Con esa misma piel de erizo de sus palabras, ahora arremete con Vocablos para darle de comer a una hoja en blanco, en el que ratifica que “en las noches oficia como perito en lunas”, a la manera del poeta Miguel Hernández, y en las tardes, emulando a García Lorca, “pasa de lo lindo en el ejercicio de sus labores como inspector de nubes”. En los días de invierno sale al centro de la ciudad “a servirles de pasador de charcos a las personas que van de calle en calle, rumbo a sus lugares de trabajo, con los zapatos rotos”.
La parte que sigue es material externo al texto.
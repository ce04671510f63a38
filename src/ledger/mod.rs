//! Tracker domain models: transactions, categories, budgets and session state.

pub mod budget;
pub mod category;
pub mod demo;
pub mod month;
pub mod state;
pub mod transaction;

pub use budget::{BudgetMap, BudgetProgress, BudgetTier};
pub use month::YearMonth;
pub use state::{AppState, MonthFilter};
pub use transaction::{NewTransaction, Transaction, TransactionKind, TransactionPatch};
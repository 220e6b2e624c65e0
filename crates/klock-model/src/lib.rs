mod domain;
pub use domain::{
    DEFAULT_MAX_PENDING, DEFAULT_RUN_TIMEOUT_MS, DEFAULT_WAIT_TIMEOUT_MS, Key, TimeoutMs,
};

mod error;
pub use error::{ModelError, ModelResult};

mod config;
pub use config::LockConfig;

mod options;
pub use options::{Budget, LockOptions};
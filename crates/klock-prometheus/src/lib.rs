//! Prometheus metrics backend for klock.
//!
//! [`PrometheusMetrics`] implements [`klock_core::MetricsBackend`].
//!
//! ## Example
//! ```rust
//! use std::sync::Arc;
//! use klock_core::KeyedLock;
//! use klock_prometheus::{Encoder, PrometheusMetrics, TextEncoder};
//!
//! # fn main() -> Result<(), Box<dyn std::error::Error>> {
//! let metrics = PrometheusMetrics::new()?;
//! let lock = KeyedLock::default().with_metrics(Arc::new(metrics.clone()));
//!
//! let families = metrics.gather();
//! let mut buffer = Vec::new();
//! TextEncoder::new().encode(&families, &mut buffer)?;
//! # drop(lock);
//! # Ok(())
//! # }
//! ```
//!
//! ## Metrics
//! - `klock_entries_submitted_total` - Counter
//! - `klock_entries_settled_total{outcome}` - Counter
//! - `klock_wait_seconds` - Histogram
//! - `klock_run_seconds{outcome}` - Histogram
//!
//! This crate does not serve `/metrics`; plug [`PrometheusMetrics::gather`] into an existing HTTP server.

mod backend;
pub use backend::PrometheusMetrics;

pub use prometheus::{Encoder, Registry, TextEncoder};
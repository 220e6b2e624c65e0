use std::{fmt, future::Future, sync::Arc};

use klock_model::{Key, LockOptions};

use crate::{lock::KeyedLock, settle::PendingResult};

/// A callable whose every invocation is serialized under one lock name.
///
/// Built with [`KeyedLock::lock_method`]. Arguments are passed as a single value
/// (use a tuple for several).
pub struct LockedMethod<F> {
    lock: KeyedLock,
    name: Key,
    method: Arc<F>,
    options: LockOptions,
}

impl<F> LockedMethod<F> {
    pub(crate) fn new(lock: KeyedLock, name: Key, method: F, options: LockOptions) -> Self {
        Self {
            lock,
            name,
            method: Arc::new(method),
            options,
        }
    }

    /// Lock name every call is submitted under.
    pub fn name(&self) -> &str {
        &self.name
    }

    /// Invoke the wrapped method with `args` once the lock is free.
    pub fn call<A, Fut, T, E>(&self, args: A) -> PendingResult<T, E>
    where
        F: Fn(A) -> Fut + Send + Sync + 'static,
        A: Send + 'static,
        Fut: Future<Output = Result<T, E>> + Send + 'static,
        T: Send + 'static,
        E: Send + 'static,
    {
        let method = Arc::clone(&self.method);
        self.lock
            .submit(self.name.clone(), move || (method.as_ref())(args), self.options)
    }
}

impl<F> Clone for LockedMethod<F> {
    fn clone(&self) -> Self {
        Self {
            lock: self.lock.clone(),
            name: self.name.clone(),
            method: Arc::clone(&self.method),
            options: self.options,
        }
    }
}

impl<F> fmt::Debug for LockedMethod<F> {
    fn fmt(&self, f: &mut fmt::Formatter<'_>) -> fmt::Result {
        f.debug_struct("LockedMethod")
            .field("name", &self.name)
            .field("options", &self.options)
            .finish()
    }
}
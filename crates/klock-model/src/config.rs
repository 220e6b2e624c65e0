use std::time::Duration;

use serde::{Deserialize, Serialize};

use crate::{
    domain::{DEFAULT_MAX_PENDING, DEFAULT_RUN_TIMEOUT_MS, DEFAULT_WAIT_TIMEOUT_MS, TimeoutMs},
    error::{ModelError, ModelResult},
};

/// Process-level configuration of a keyed lock.
///
/// Every field falls back to its default when missing from the source document,
/// so `{}` is a valid configuration.
#[derive(Debug, Clone, PartialEq, Eq, Serialize, Deserialize)]
#[serde(default)]
pub struct LockConfig {
    /// Wait budget used when [`crate::LockOptions`] does not carry one.
    pub default_wait_timeout_ms: TimeoutMs,
    /// Run budget used when [`crate::LockOptions`] does not carry one.
    pub default_run_timeout_ms: TimeoutMs,
    /// Maximum number of live waiters per key; further submissions are rejected.
    pub max_pending: usize,
}

impl Default for LockConfig {
    fn default() -> Self {
        Self {
            default_wait_timeout_ms: DEFAULT_WAIT_TIMEOUT_MS,
            default_run_timeout_ms: DEFAULT_RUN_TIMEOUT_MS,
            max_pending: DEFAULT_MAX_PENDING,
        }
    }
}

impl LockConfig {
    /// Check that the defaults can actually be used as budgets.
    ///
    /// Rules:
    /// - both default timeouts are non-zero;
    /// - `max_pending` is non-zero.
    pub fn validate(&self) -> ModelResult<()> {
        if self.default_wait_timeout_ms == 0 {
            return Err(ModelError::ZeroTimeout {
                field: "default_wait_timeout_ms",
            });
        }
        if self.default_run_timeout_ms == 0 {
            return Err(ModelError::ZeroTimeout {
                field: "default_run_timeout_ms",
            });
        }
        if self.max_pending == 0 {
            return Err(ModelError::ZeroMaxPending);
        }
        Ok(())
    }

    #[inline]
    pub fn default_wait_timeout(&self) -> Duration {
        Duration::from_millis(self.default_wait_timeout_ms)
    }

    #[inline]
    pub fn default_run_timeout(&self) -> Duration {
        Duration::from_millis(self.default_run_timeout_ms)
    }

    /// Builder-style override of `max_pending`.
    pub fn with_max_pending(mut self, max_pending: usize) -> Self {
        self.max_pending = max_pending;
        self
    }
}
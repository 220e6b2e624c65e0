//! Wait timeout enforcement for queued entries.
use std::time::Duration;

use tokio::time;
use tracing::{debug, warn};

use crate::registry::{HeldKey, Ticket};

/// Why a queued entry never got its key.
#[derive(Debug)]
pub(crate) enum WaitFailure {
    /// The wait budget ran out after waiting this long.
    Expired(Duration),
    /// The grant channel closed without a grant.
    Closed,
}

/// Wait for `ticket` to be granted, at most `limit`.
///
/// Returns the held key, or why the entry must not run.
/// A grant that was delivered before the timer could abandon the ticket wins.
pub(crate) async fn enforce(
    mut ticket: Ticket,
    limit: Duration,
) -> Result<HeldKey, WaitFailure> {
    match time::timeout(limit, ticket.granted()).await {
        Ok(Some(held)) => Ok(held),
        Ok(None) => {
            warn!(waited = ?ticket.waited(), "grant channel closed without a grant");
            Err(WaitFailure::Closed)
        }
        Err(_) => {
            let waited = ticket.waited();
            match ticket.abandon() {
                Some(held) => {
                    debug!(?waited, "grant raced wait timeout; entry runs");
                    Ok(held)
                }
                None => Err(WaitFailure::Expired(waited)),
            }
        }
    }
}

#[cfg(test)]
mod tests {
    use super::*;
    use crate::registry::{Admission, RegistryHandle};

    #[tokio::test(start_paused = true)]
    async fn expires_when_holder_keeps_the_key() {
        let reg = RegistryHandle::new(8);
        let Admission::Held(_h) = reg.admit("k", 1) else {
            panic!("expected Held");
        };
        let Admission::Queued(t) = reg.admit("k", 2) else {
            panic!("expected Queued");
        };

        let Err(WaitFailure::Expired(waited)) = enforce(t, Duration::from_millis(10)).await
        else {
            panic!("wait must time out");
        };
        assert!(waited >= Duration::from_millis(10), "expired early: {waited:?}");
        assert!(waited < Duration::from_millis(15), "expired late: {waited:?}");
        assert_eq!(reg.pending("k"), 0);
    }

    #[tokio::test(start_paused = true)]
    async fn granted_before_deadline() {
        let reg = RegistryHandle::new(8);
        let Admission::Held(h) = reg.admit("k", 1) else {
            panic!("expected Held");
        };
        let Admission::Queued(t) = reg.admit("k", 2) else {
            panic!("expected Queued");
        };

        let releaser = tokio::spawn(async move {
            time::sleep(Duration::from_millis(5)).await;
            h.release();
        });

        let held = enforce(t, Duration::from_millis(50)).await;
        assert!(held.is_ok());
        releaser.await.unwrap();
    }

    #[tokio::test(start_paused = true)]
    async fn zero_budget_still_accepts_a_pending_grant() {
        let reg = RegistryHandle::new(8);
        let Admission::Held(h) = reg.admit("k", 1) else {
            panic!("expected Held");
        };
        let Admission::Queued(t) = reg.admit("k", 2) else {
            panic!("expected Queued");
        };

        h.release();
        assert!(enforce(t, Duration::ZERO).await.is_ok());
    }

    #[tokio::test(start_paused = true)]
    async fn closed_grant_is_not_reported_as_timeout() {
        let reg = RegistryHandle::new(8);
        let Admission::Held(_h) = reg.admit("k", 1) else {
            panic!("expected Held");
        };
        let Admission::Queued(t) = reg.admit("k", 2) else {
            panic!("expected Queued");
        };

        reg.discard_waiters("k");
        let res = enforce(t, Duration::from_millis(50)).await;
        assert!(matches!(res, Err(WaitFailure::Closed)));
        assert!(reg.is_held("k"));
    }
}
//! Exactly-once result delivery.
use std::{
    future::Future,
    pin::Pin,
    task::{Context, Poll},
};

use tokio::sync::oneshot;
use tracing::{debug, trace, warn};

use klock_model::Key;

use crate::{error::LockError, metrics::Outcome, runner::EntryId};

type Slot<T, E> = Result<T, LockError<E>>;

/// Create the two ends of an entry's result slot.
pub(crate) fn channel<T, E>(key: Key, id: EntryId) -> (Settlement<T, E>, PendingResult<T, E>) {
    let (tx, rx) = oneshot::channel();
    (
        Settlement {
            tx,
            key: key.clone(),
            id,
        },
        PendingResult { rx, key },
    )
}

/// Write side of an entry's result slot.
///
/// `settle` consumes the value, so an entry can be settled at most once.
pub(crate) struct Settlement<T, E> {
    tx: oneshot::Sender<Slot<T, E>>,
    key: Key,
    id: EntryId,
}

impl<T, E> Settlement<T, E> {
    /// Fulfil the slot and report how the entry ended.
    pub(crate) fn settle(self, result: Slot<T, E>) -> Outcome {
        let outcome = match &result {
            Ok(_) => Outcome::Succeeded,
            Err(e) => e.outcome(),
        };

        match outcome {
            Outcome::Succeeded | Outcome::OperationFailed => {
                debug!(key = %self.key, entry = self.id, outcome = outcome.as_label(), "entry settled");
            }
            _ => {
                warn!(key = %self.key, entry = self.id, outcome = outcome.as_label(), "entry settled");
            }
        }

        if self.tx.send(result).is_err() {
            trace!(key = %self.key, entry = self.id, "result handle dropped; discarding result");
        }
        outcome
    }
}

/// Handle to the eventual result of a call submitted with [`crate::KeyedLock::submit`].
///
/// Resolves exactly once. Dropping the handle does not cancel the call: it still runs in turn
/// and its result is discarded.
pub struct PendingResult<T, E> {
    rx: oneshot::Receiver<Slot<T, E>>,
    key: Key,
}

impl<T, E> PendingResult<T, E> {
    /// Key the call was submitted under.
    pub fn key(&self) -> &str {
        &self.key
    }
}

impl<T, E> Future for PendingResult<T, E> {
    type Output = Slot<T, E>;

    fn poll(self: Pin<&mut Self>, cx: &mut Context<'_>) -> Poll<Self::Output> {
        let this = self.get_mut();
        match Pin::new(&mut this.rx).poll(cx) {
            Poll::Ready(Ok(result)) => Poll::Ready(result),
            Poll::Ready(Err(_)) => Poll::Ready(Err(LockError::Dropped {
                key: this.key.clone(),
            })),
            Poll::Pending => Poll::Pending,
        }
    }
}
En palabras de Fernando Denis, “son poemas que traen asombros, irreverencias, juegos de azar, cajas de Pandora, barajas y viejas agoreras que dan de comer a las palabras”. Acompañados de imágenes de acrílicos sobre lienzo del autor, sus textos remueven las telarañas de su corazón. “Oigo la voz del abismo. Entre dientes, me habla de la claridad de lo turbio. Al oído, me dice de la densidad de la transparencia. Una cosa me extraña. Sobre lo inexorable y lo sublime, el abismo guarda silencio”.

Es el “demonio de infiernos ajenos” de su dolor; “el lomo de ángel congelado” de su misantropía; las provisiones para seguir afilando su libertad. “Para la larga trashumancia por los rojos caminos empedrados de cráneos, los zapatos de hierro. Para los herrumbrosos atardeceres en los muelles de coral escarlata, el corazón abierto a los remolinos de todas las tormentas. Para enfrentar la gran marejada de la turba que ondea la bandera de la canalla, el humeante espíritu de los hijos del relámpago”.

El mismo estudiante de los años 70 que al lado de los códigos sacaba tiempo para escribir cuentos y poemas. El administrador de justicia que, al recibir una distinción del Colegio de Jueces y Fiscales de Antioquia, lo aceptó diciendo que era mejor “ser objeto de una lluvia de besos y abrazos, que recibir cada mañana, como escribió el poeta peruano César Vallejo, los humillantes escupitajos de Dios”. El incansable Andrés Nanclares que ha roto la regla “de que al libro regalado, como al caballo, no se le mira ni la carátula”.